In addition to face surveillance, the 2016 DataWorks Plus contract also includes investigative face recognition software and an application that enables an unlimited number of DPD officers to run face recognition searches on their mobile devices. All three face recognition capabilities are configured to compare unknown faces in photo or video against Detroit’s database of 500,000 mug shot photos. DPD’s Crime Intelligence Unit is additionally authorized to run face recognition searches on Michigan’s Statewide Network of Agency Photos (SNAP), a database that includes state driver’s license photos.17

  • 16. DPD, Crime Intelligence Unit Standard Operating Procedure for Face Recognition (July 1, 2018, revised April 1, 2019), Document pp. 023779, 023783 (emphasis added). Prior to July 1, 2018, DPD did not have a policy for its face recognition system. In response to a records request, on May 31, 2018 the City told the Center on Privacy & Technology: “Based on information provided by City of Detroit Police Department personnel, it is our understanding that they are currently in the process of creating the policies and standard operating procedures regarding the facial recognition system. Accordingly, they do not currently possess any record which corresponds with the description of your request.” Detroit Police Department, Letter from Amanda Rakos, Assistant Corporation Counsel for the City of Detroit Law Department to Clare Garvie re. Freedom of Information Act Request No. A18-02928 (May 31, 2018), Document p. 019108.
  • 17. DPD, Crime Intelligence Unit Standard Operating Procedure for Face Recognition (July 1, 2018, revised April 1, 2019), Document p. 023782. DPD, Letter from Dawn Brinningstaull, Director, Department of State Police Criminal Justice Information Center to Chief James E. Craig, Detroit Police Department (Sept, 25, 2018) (on file with author). 
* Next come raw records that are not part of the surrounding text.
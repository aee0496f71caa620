//! Quorum arithmetic

/// Fewer active validators than this and no request can be opened.
pub const MIN_ACTIVE_VALIDATORS: usize = 3;

/// Quorum percentage for ordinary payments.
pub const STANDARD_QUORUM_PERCENT: u8 = 67;

/// Quorum percentage for payments at or above the high-value threshold.
pub const HIGH_VALUE_QUORUM_PERCENT: u8 = 75;

/// `ceil(active_count * percent / 100)` in integer arithmetic.
pub fn required_signatures(active_count: usize, percent: u8) -> u32 {
    let scaled = (active_count as u128) * u128::from(percent);
    u32::try_from(scaled.div_ceil(100)).unwrap_or(u32::MAX)
}

/// Quorum percentage for a payment amount.
pub fn quorum_percent(is_high_value: bool, standard: u8, high_value: u8) -> u8 {
    if is_high_value {
        high_value
    } else {
        standard
    }
}
//! # Event Handlers
//!
//! Async tasks consuming the event bus.

pub mod event_log;

pub use event_log::EventLogHandler;
//! Curve points for the two BLS12-381 groups.
//!
//! Both wrappers share one implementation (`curve_point!`) so that every
//! operation and every decoding rule is identical across groups; only the
//! underlying group and the encoding widths differ.

use crate::errors::{CurveError, CurveResult};
use bls12_381::{G1Affine, G1Projective, G2Affine, G2Projective, Scalar};
use std::iter::Sum;
use std::ops::{Add, Mul, Neg};

macro_rules! curve_point {
    (
        $(#[$meta:meta])*
        $name:ident, $proj:ty, $affine:ty, $compressed:expr, $uncompressed:expr, $lengths:expr
    ) => {
        $(#[$meta])*
        #[derive(Clone, Copy, Debug, PartialEq, Eq)]
        pub struct $name($proj);

        impl $name {
            /// Width of the compressed encoding in bytes.
            pub const COMPRESSED_LEN: usize = $compressed;
            /// Width of the uncompressed encoding in bytes.
            pub const UNCOMPRESSED_LEN: usize = $uncompressed;

            /// The point at infinity (group identity).
            pub fn identity() -> Self {
                Self(<$proj>::identity())
            }

            /// The fixed group generator.
            pub fn generator() -> Self {
                Self(<$proj>::generator())
            }

            pub fn from_inner(point: $proj) -> Self {
                Self(point)
            }

            pub fn inner(&self) -> &$proj {
                &self.0
            }

            pub fn to_affine(&self) -> $affine {
                <$affine>::from(self.0)
            }

            /// Point doubling.
            pub fn double(&self) -> Self {
                Self(self.0.double())
            }

            /// Scalar multiplication.
            pub fn scale(&self, scalar: &Scalar) -> Self {
                Self(self.0 * scalar)
            }

            pub fn is_identity(&self) -> bool {
                bool::from(self.0.is_identity())
            }

            pub fn is_on_curve(&self) -> bool {
                bool::from(self.0.is_on_curve())
            }

            pub fn is_torsion_free(&self) -> bool {
                bool::from(self.to_affine().is_torsion_free())
            }

            /// On the curve, inside the prime-order subgroup, and not the identity.
            pub fn is_valid(&self) -> bool {
                self.validate().is_ok()
            }

            /// Like `is_valid`, but reports which check failed.
            pub fn validate(&self) -> CurveResult<()> {
                if !self.is_on_curve() {
                    return Err(CurveError::NotOnCurve);
                }
                if !self.is_torsion_free() {
                    return Err(CurveError::NotInSubgroup);
                }
                if self.is_identity() {
                    return Err(CurveError::PointAtInfinity);
                }
                Ok(())
            }

            pub fn to_compressed(&self) -> [u8; $compressed] {
                self.to_affine().to_compressed()
            }

            pub fn to_uncompressed(&self) -> [u8; $uncompressed] {
                self.to_affine().to_uncompressed()
            }

            /// Decode a compressed point, checking curve and subgroup membership.
            ///
            /// The identity decodes successfully; callers that need a proper
            /// point use `validate`.
            pub fn from_compressed(bytes: &[u8; $compressed]) -> CurveResult<Self> {
                let affine: Option<$affine> = <$affine>::from_compressed_unchecked(bytes).into();
                Self::checked(affine.ok_or(CurveError::InvalidEncoding)?)
            }

            /// Decode an uncompressed point, checking curve and subgroup membership.
            pub fn from_uncompressed(bytes: &[u8; $uncompressed]) -> CurveResult<Self> {
                Self::checked(Self::decode_uncompressed(bytes)?)
            }

            /// Decode an uncompressed point without the curve or subgroup check.
            ///
            /// Only flag bits and field-element canonicity are checked. Used
            /// when decoding persisted blobs whose points are re-validated
            /// before any cryptographic use.
            pub fn from_uncompressed_unchecked(bytes: &[u8; $uncompressed]) -> CurveResult<Self> {
                Ok(Self(<$proj>::from(Self::decode_uncompressed(bytes)?)))
            }

            /// Decode either fixed-width encoding, selected by length.
            pub fn from_slice(bytes: &[u8]) -> CurveResult<Self> {
                if let Ok(compressed) = <&[u8; $compressed]>::try_from(bytes) {
                    return Self::from_compressed(compressed);
                }
                if let Ok(uncompressed) = <&[u8; $uncompressed]>::try_from(bytes) {
                    return Self::from_uncompressed(uncompressed);
                }
                Err(CurveError::InvalidLength {
                    expected: $lengths,
                    actual: bytes.len(),
                })
            }

            fn decode_uncompressed(bytes: &[u8; $uncompressed]) -> CurveResult<$affine> {
                let affine: Option<$affine> = <$affine>::from_uncompressed_unchecked(bytes).into();
                affine.ok_or(CurveError::InvalidEncoding)
            }

            fn checked(affine: $affine) -> CurveResult<Self> {
                if !bool::from(affine.is_on_curve()) {
                    return Err(CurveError::NotOnCurve);
                }
                if !bool::from(affine.is_torsion_free()) {
                    return Err(CurveError::NotInSubgroup);
                }
                Ok(Self(<$proj>::from(affine)))
            }
        }

        impl Default for $name {
            fn default() -> Self {
                Self::identity()
            }
        }

        impl Add for $name {
            type Output = Self;

            fn add(self, rhs: Self) -> Self {
                Self(self.0 + rhs.0)
            }
        }

        impl Neg for $name {
            type Output = Self;

            fn neg(self) -> Self {
                Self(-self.0)
            }
        }

        impl Mul<Scalar> for $name {
            type Output = Self;

            fn mul(self, rhs: Scalar) -> Self {
                self.scale(&rhs)
            }
        }

        impl Sum for $name {
            fn sum<I: Iterator<Item = Self>>(iter: I) -> Self {
                iter.fold(Self::identity(), |acc, p| acc + p)
            }
        }

        impl<'a> Sum<&'a $name> for $name {
            fn sum<I: Iterator<Item = &'a Self>>(iter: I) -> Self {
                iter.fold(Self::identity(), |acc, p| acc + *p)
            }
        }
    };
}

curve_point!(
    /// A point in G1: signatures and hashed messages.
    SignaturePoint,
    G1Projective,
    G1Affine,
    48,
    96,
    "48 or 96"
);

curve_point!(
    /// A point in G2: validator public keys.
    KeyPoint,
    G2Projective,
    G2Affine,
    96,
    192,
    "96 or 192"
);

/// Fold points with the group law. The result does not depend on order.
pub fn sum_points<P>(points: &[P]) -> P
where
    P: Copy + Add<Output = P> + Default,
{
    points.iter().fold(P::default(), |acc, p| acc + *p)
}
Project Green Light Detroit

How the face surveillance system is designed to work

Detroit’s real-time face surveillance is designed to operate together with a program called Project Green Light Detroit, an initiative launched in January 2016 that has dramatically expanded the city’s network of surveillance cameras.18 The city has pitched the initiative as a way to deter crime and improve police response times to incidents at locales across the city. Its original focus was on businesses open during late-night hours such as gas stations, fast food restaurants, and liquor stores.19 Partner locations now also include churches, hotels, clinics, addiction treatment centers, affordable housing apartments, and schools.20

Under the project’s public-private partnership program, businesses purchase and install high-definition indoor and outdoor video cameras that feed directly into DPD’s Real Time Crime Center. In exchange, the Real Time Crime Center has dedicated staff—and advanced technology—to monitor and analyze the video feeds. The businesses also receive “special police attention,” including weekly officer site visits and “Priority 1” status for police response to 911 calls.21

As of April 2019, more than 500 businesses, churches, apartments, and other locations were enrolled in Project Green Light.22 Schools began to be added in April of 2018,23 and in late 2018, DPD was in discussion with the Detroit Housing Commission to expand the program to public housing locations.24 The Detroit Mayor’s Office has also considered making participating in Project Green Light mandatory for businesses open later than 10pm.25

A map of Detroit with red dots to indicate hundreds of Project Green light locations.
Figure 3As of May 2019, Project Green Light has cameras in at least 535 locations across the city of Detroit. (Source: Detroit Open Data Portal.)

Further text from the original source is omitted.